I thought about writing a nice memorial post for the anniversary; it seems important to not just let it slip by, unwritten. Even though my mother has long passed, I’ve always maintained a sort of internal lifelong vigil for her. But how to write the snippets of secondhand information that I have into a memorial for a person I never knew? I put a lot of thought into what to say and drew just as many blanks. I mean, what I know of her can be written in only a few sentences. After that, the main thing that surfaced were my own attitudes toward motherhood.
On My Mama:
From what I’ve pieced together of my mother, she was kindhearted, loyal, and loved us all a whole lot.

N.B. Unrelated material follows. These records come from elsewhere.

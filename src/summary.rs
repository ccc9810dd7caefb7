/// Summary output: the aggregated comparison as JSON and as a terminal table.
///
/// The JSON file uses the atomic write pattern: write to a temp file, then rename.
use chrono::{DateTime, Utc};
use serde::Serialize;
use std::fmt::Write as _;
use std::path::{Path, PathBuf};

use crate::aggregate::{Dataset, DeltaSeries, LossPoint, ThroughputComparison};
use crate::ingest::BatchSummary;

/// The JSON payload written by `summarize`.
#[derive(Debug, Clone, Serialize)]
pub struct Summary {
    pub generated_at: DateTime<Utc>,
    pub source_dir: PathBuf,
    pub conversation_tables: usize,
    pub rtp_tables: usize,
    pub rejected: Vec<RejectedTable>,
    pub throughput: Vec<ThroughputComparison>,
    pub deltas: Vec<DeltaSeries>,
    pub loss: Vec<LossPoint>,
    #[serde(skip_serializing_if = "Option::is_none")]
    pub batch: Option<BatchSummary>,
}

#[derive(Debug, Clone, Serialize)]
pub struct RejectedTable {
    pub path: PathBuf,
    pub reason: String,
}

impl Summary {
    pub fn new(
        source_dir: &Path,
        data: &Dataset,
        throughput: Vec<ThroughputComparison>,
        deltas: Vec<DeltaSeries>,
        loss: Vec<LossPoint>,
    ) -> Self {
        Self {
            generated_at: Utc::now(),
            source_dir: source_dir.to_path_buf(),
            conversation_tables: data.conversation_tables,
            rtp_tables: data.rtp_tables,
            rejected: data
                .rejected
                .iter()
                .map(|(path, reason)| RejectedTable {
                    path: path.clone(),
                    reason: reason.clone(),
                })
                .collect(),
            throughput,
            deltas,
            loss,
            batch: None,
        }
    }

    /// Plain-text rendering for the terminal.
    pub fn render_text(&self) -> String {
        let mut out = String::new();
        let _ = writeln!(
            out,
            "{} conversation tables, {} RTP tables, {} rejected",
            self.conversation_tables,
            self.rtp_tables,
            self.rejected.len()
        );

        for comparison in &self.throughput {
            let _ = writeln!(out, "\nThroughput {} per second", comparison.metric.label());
            let _ = writeln!(out, "{:>10}  {:>14}  {:>14}", "clients", "ebpf", "no-ebpf");
            for p in &comparison.points {
                let _ = writeln!(
                    out,
                    "{:>10}  {:>14}  {:>14}",
                    p.no_clients,
                    fmt_value(p.ebpf),
                    fmt_value(p.no_ebpf)
                );
            }
        }

        for series in &self.deltas {
            let values: Vec<String> = series
                .points
                .iter()
                .map(|p| format!("{}={:.3}", p.ssrc, p.value))
                .collect();
            let _ = writeln!(
                out,
                "\n{} {} clients ({}): {}",
                series.metric.label(),
                series.no_clients,
                series.mode,
                values.join(" ")
            );
        }

        if !self.loss.is_empty() {
            let _ = writeln!(out, "\nRTP loss");
            let _ = writeln!(out, "{:>10}  {:>8}  {:>8}  {:>10}", "clients", "mode", "streams", "lost %");
            for p in &self.loss {
                let _ = writeln!(
                    out,
                    "{:>10}  {:>8}  {:>8}  {:>10}",
                    p.no_clients,
                    p.mode.as_str(),
                    p.streams,
                    fmt_value(p.mean_lost_percent)
                );
            }
        }

        for r in &self.rejected {
            let _ = writeln!(out, "\nrejected {}: {}", r.path.display(), r.reason);
        }
        out
    }
}

fn fmt_value(v: Option<f64>) -> String {
    match v {
        Some(v) => format!("{v:.3}"),
        None => "-".to_string(),
    }
}

/// Atomically write the summary as pretty JSON.
///
/// Writes to a temporary file in the same directory, then renames
/// so readers never see a partial write.
pub fn write_summary(path: &Path, summary: &Summary) -> Result<(), SummaryError> {
    let json =
        serde_json::to_string_pretty(summary).map_err(|e| SummaryError::Serialize { source: e })?;

    let dir = path.parent().unwrap_or(Path::new("."));
    let tmp_path = dir.join(format!(".summary.json.tmp.{}", std::process::id()));

    std::fs::write(&tmp_path, json.as_bytes()).map_err(|e| SummaryError::Write {
        path: tmp_path.clone(),
        source: e,
    })?;

    std::fs::rename(&tmp_path, path).map_err(|e| SummaryError::Rename {
        from: tmp_path,
        to: path.to_path_buf(),
        source: e,
    })?;

    Ok(())
}

/// Errors from writing the summary file.
#[derive(Debug)]
pub enum SummaryError {
    Serialize {
        source: serde_json::Error,
    },
    Write {
        path: PathBuf,
        source: std::io::Error,
    },
    Rename {
        from: PathBuf,
        to: PathBuf,
        source: std::io::Error,
    },
}

impl std::fmt::Display for SummaryError {
    fn fmt(&self, f: &mut std::fmt::Formatter<'_>) -> std::fmt::Result {
        match self {
            SummaryError::Serialize { source } => write!(f, "failed to serialize summary: {source}"),
            SummaryError::Write { path, source } => {
                write!(f, "failed to write {}: {source}", path.display())
            }
            SummaryError::Rename { from, to, source } => {
                write!(
                    f,
                    "failed to rename {} -> {}: {source}",
                    from.display(),
                    to.display()
                )
            }
        }
    }
}

impl std::error::Error for SummaryError {
    fn source(&self) -> Option<&(dyn std::error::Error + 'static)> {
        match self {
            SummaryError::Serialize { source } => Some(source),
            SummaryError::Write { source, .. } => Some(source),
            SummaryError::Rename { source, .. } => Some(source),
        }
    }
}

In pictures she was always beaming; vivacious is a good description. A person who truly LIVED her life.
Her dream was to have 6 children and be a pastor’s wife and stay-at-home mom. She had 4 of those 6 children and spent her entire marriage as a pastor’s wife and as a SAHM, so in some ways I think her dreams were fulfilled.
A form of cancer took her life at 30 years old.

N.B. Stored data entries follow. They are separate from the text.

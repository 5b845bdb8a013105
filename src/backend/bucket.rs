//! Object-storage workspace.
//!
//! The bucket is addressed as a directory of objects keyed by document path
//! (a mounted bucket or a local mirror of one). There is no commit history:
//! push uploads every document whose SHA256 differs from the stored object,
//! pull downloads objects that differ locally. When both sides changed, the
//! newer modification time wins, so an unpushed local edit is never clobbered
//! by an older object.

use std::collections::{BTreeSet, HashMap};
use std::fs;
use std::path::{Path, PathBuf};
use std::time::SystemTime;

use tracing::{debug, info};

use super::files::atomic_write;
use super::hash::{content_hash, has_changed};
use super::{DocumentStore, WorkspaceBackend, blocking};
use crate::error::{ApiError, ApiResult};
use crate::model::{CommitOutcome, Provider, SyncStatus, TreeEntry};

/// Backend for a working copy mirrored to an object-storage bucket.
#[derive(Debug, Clone)]
pub struct BucketBackend {
    store: DocumentStore,
    bucket: DocumentStore,
}

/// Hash and modification time of one document or object.
#[derive(Debug, Clone)]
struct ObjectState {
    hash: String,
    modified: SystemTime,
}

/// Transfers needed to reconcile the working copy with the bucket.
#[derive(Debug, Default, PartialEq, Eq)]
struct TransferPlan {
    upload: Vec<String>,
    download: Vec<String>,
}

impl BucketBackend {
    pub fn new(root: &Path, bucket: impl Into<PathBuf>) -> Self {
        Self {
            store: DocumentStore::new(root),
            bucket: DocumentStore::new(bucket.into()),
        }
    }

    async fn plan(&self) -> ApiResult<TransferPlan> {
        let (store, bucket) = (self.store.clone(), self.bucket.clone());
        blocking(move || {
            let local = scan(&store)?;
            let remote = scan(&bucket)?;
            Ok(plan_transfers(&local, &remote))
        })
        .await
    }
}

impl WorkspaceBackend for BucketBackend {
    fn provider(&self) -> Provider {
        Provider::ObjectStorage
    }

    async fn save(&self, path: &str, content: &str) -> ApiResult<()> {
        let store = self.store.clone();
        let (path, content) = (path.to_string(), content.to_string());
        blocking(move || store.write(&path, &content)).await
    }

    async fn read(&self, path: &str) -> ApiResult<String> {
        let store = self.store.clone();
        let path = path.to_string();
        blocking(move || store.read(&path)).await
    }

    async fn status(&self) -> ApiResult<SyncStatus> {
        let plan = self.plan().await?;
        Ok(SyncStatus {
            pending_push_count: u32::try_from(plan.upload.len()).unwrap_or(u32::MAX),
            needs_pull: !plan.download.is_empty(),
            ..SyncStatus::clean(Provider::ObjectStorage)
        })
    }

    async fn list_tree(&self) -> ApiResult<Vec<TreeEntry>> {
        let store = self.store.clone();
        blocking(move || store.list_tree()).await
    }

    async fn delete(&self, path: &str) -> ApiResult<()> {
        let (store, bucket) = (self.store.clone(), self.bucket.clone());
        let path = path.to_string();
        blocking(move || {
            store.delete(&path)?;
            let object = bucket.resolve(&path)?;
            if object.exists() {
                bucket.delete(&path)?;
            }
            Ok(())
        })
        .await
    }

    async fn rename(&self, from: &str, to: &str) -> ApiResult<()> {
        let (store, bucket) = (self.store.clone(), self.bucket.clone());
        let (from, to) = (from.to_string(), to.to_string());
        blocking(move || {
            store.rename(&from, &to)?;
            if bucket.resolve(&from)?.exists() {
                bucket.rename(&from, &to)?;
            }
            Ok(())
        })
        .await
    }

    async fn commit_all(&self, _message: &str) -> ApiResult<CommitOutcome> {
        Err(ApiError::new("Commit is not supported for object storage"))
    }

    async fn commit_and_push_all(&self) -> ApiResult<CommitOutcome> {
        Err(ApiError::new("Commit is not supported for object storage"))
    }

    async fn push(&self) -> ApiResult<()> {
        let plan = self.plan().await?;
        let count = plan.upload.len();
        let (store, bucket) = (self.store.clone(), self.bucket.clone());
        blocking(move || {
            fs::create_dir_all(bucket.root())?;
            for path in &plan.upload {
                copy_object(&store, &bucket, path)?;
            }
            Ok(())
        })
        .await?;
        info!(uploaded = count, "Pushed to bucket");
        Ok(())
    }

    async fn pull(&self) -> ApiResult<()> {
        let plan = self.plan().await?;
        let count = plan.download.len();
        let (store, bucket) = (self.store.clone(), self.bucket.clone());
        blocking(move || {
            for path in &plan.download {
                copy_object(&bucket, &store, path)?;
            }
            Ok(())
        })
        .await?;
        info!(downloaded = count, "Pulled from bucket");
        Ok(())
    }

    async fn fetch(&self) -> ApiResult<()> {
        // Listing the bucket is the whole of a fetch; status recomputes it.
        let bucket = self.bucket.clone();
        blocking(move || scan(&bucket).map(drop)).await
    }

    async fn start_auto_push(&self) -> ApiResult<()> {
        debug!(bucket = %self.bucket.root().display(), "Auto-sync announced");
        Ok(())
    }
}

/// Hash every document under a store. A missing root is an empty bucket.
fn scan(store: &DocumentStore) -> ApiResult<HashMap<String, ObjectState>> {
    let mut objects = HashMap::new();
    if !store.root().exists() {
        return Ok(objects);
    }
    for path in store.list_files()? {
        let abs = store.resolve(&path)?;
        let bytes = fs::read(&abs)?;
        let modified = fs::metadata(&abs)?.modified()?;
        objects.insert(
            path,
            ObjectState {
                hash: content_hash(&bytes),
                modified,
            },
        );
    }
    Ok(objects)
}

/// Decide which side each differing document should flow to.
fn plan_transfers(
    local: &HashMap<String, ObjectState>,
    remote: &HashMap<String, ObjectState>,
) -> TransferPlan {
    let paths: BTreeSet<&String> = local.keys().chain(remote.keys()).collect();
    let mut plan = TransferPlan::default();

    for path in paths {
        let stored = remote.get(path);
        let Some(l) = local.get(path) else {
            if stored.is_some() {
                plan.download.push(path.clone());
            }
            continue;
        };
        if !has_changed(&l.hash, stored.map(|r| r.hash.as_str())) {
            continue;
        }
        match stored {
            Some(r) if l.modified < r.modified => plan.download.push(path.clone()),
            _ => plan.upload.push(path.clone()),
        }
    }

    plan
}

fn copy_object(from: &DocumentStore, to: &DocumentStore, path: &str) -> ApiResult<()> {
    let bytes = fs::read(from.resolve(path)?)?;
    atomic_write(&to.resolve(path)?, &bytes)?;
    Ok(())
}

I often wonder how my father, my siblings, and I would’ve turned out, had she lived… How radically different each of our lives would be.
I don’t often talk about my mother—in real life as well as on this blog. Her death has always been a fact of my life so in a way I don’t particularly “feel” the loss. Even so, I’ve always felt off kilter somehow: like there’s this universal mother thing that the rest of the world knows about, but I totally don’t get it.
This is a good place to mention that the words “mom,” “mommy,” “mothering,” and “motherhood” fundamentally upset me. Hearing those words causes me to feel… slightly angry, actually. I’ve never examined deeply the psychological reasons behind this—I suppose the reasons are fairly obvious. But I have really terrible connotations of motherhood. My therapist would have a lifelong client if I ever let her get into this subject with me!
That leaves the $65,00 question: Why do I want to be a mama (remember: not a mother, a mom, or a mommy)? I question my own maternal desire: I’m adverse to the “M-word” and I haven’t a clue to how mama someone. Is my wanting a baby a way to carry on her legacy? a simple biological urge? an effort to right a childhood wrong? Un-fun thinking, this is. Thinking to be put off for another day….
Sometimes I consider whether it’s been for the best that Jake and I haven’t had children. I fear that some key element that it takes to be a mama is missing from me. I have a genuine concern that my mama style will be unfeeling, aloof, distant. I must trust that mama-ing is instinctual, and that God will provide me whatever link is missing when my time comes.
These are my thoughts on motherhood—the real, ugly parts of it.
In Conclusion: My mother loved Jesus with all her heart, and I’m confident that she is in Heaven with Him. I hope that He allows her to glimpse down at our lives now and then; there’s no way to know this side of life if that’s true.
Those of you who’ve also lost a parent during infancy/childhood, know that you’re not alone; we may be a small club, but we’re not the only member.